### Assignment
Every record must be copied out exactly.
───
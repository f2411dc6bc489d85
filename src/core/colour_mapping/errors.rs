use std::{error::Error, fmt};

#[derive(Debug, Clone, PartialEq, Eq)]
pub enum ColourMapError {
    UnknownColourMap(String),
    TableTooShort(usize),
}

impl fmt::Display for ColourMapError {
    fn fmt(&self, f: &mut fmt::Formatter<'_>) -> fmt::Result {
        match self {
            Self::UnknownColourMap(name) => write!(f, "unknown colour map '{}'", name),
            Self::TableTooShort(length) => {
                write!(
                    f,
                    "colour lookup table needs at least 2 entries, got {}",
                    length
                )
            }
        }
    }
}

impl Error for ColourMapError {}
───
### Worked solution
repository f2411dc6bc489d85
filename src/core/colour_mapping/errors.rs
use std::{error::Error, fmt};

#[derive(Debug, Clone, PartialEq, Eq)]
pub enum ColourMapError {
    UnknownColourMap(String),
    TableTooShort(usize),
}

impl fmt::Display for ColourMapError {
    fn fmt(&self, f: &mut fmt::Formatter<'_>) -> fmt::Result {
        match self {
            Self::UnknownColourMap(name) => write!(f, "unknown colour map '{}'", name),
            Self::TableTooShort(length) => {
                write!(
                    f,
                    "colour lookup table needs at least 2 entries, got {}",
                    length
                )
            }
        }
    }
}

impl Error for ColourMapError {}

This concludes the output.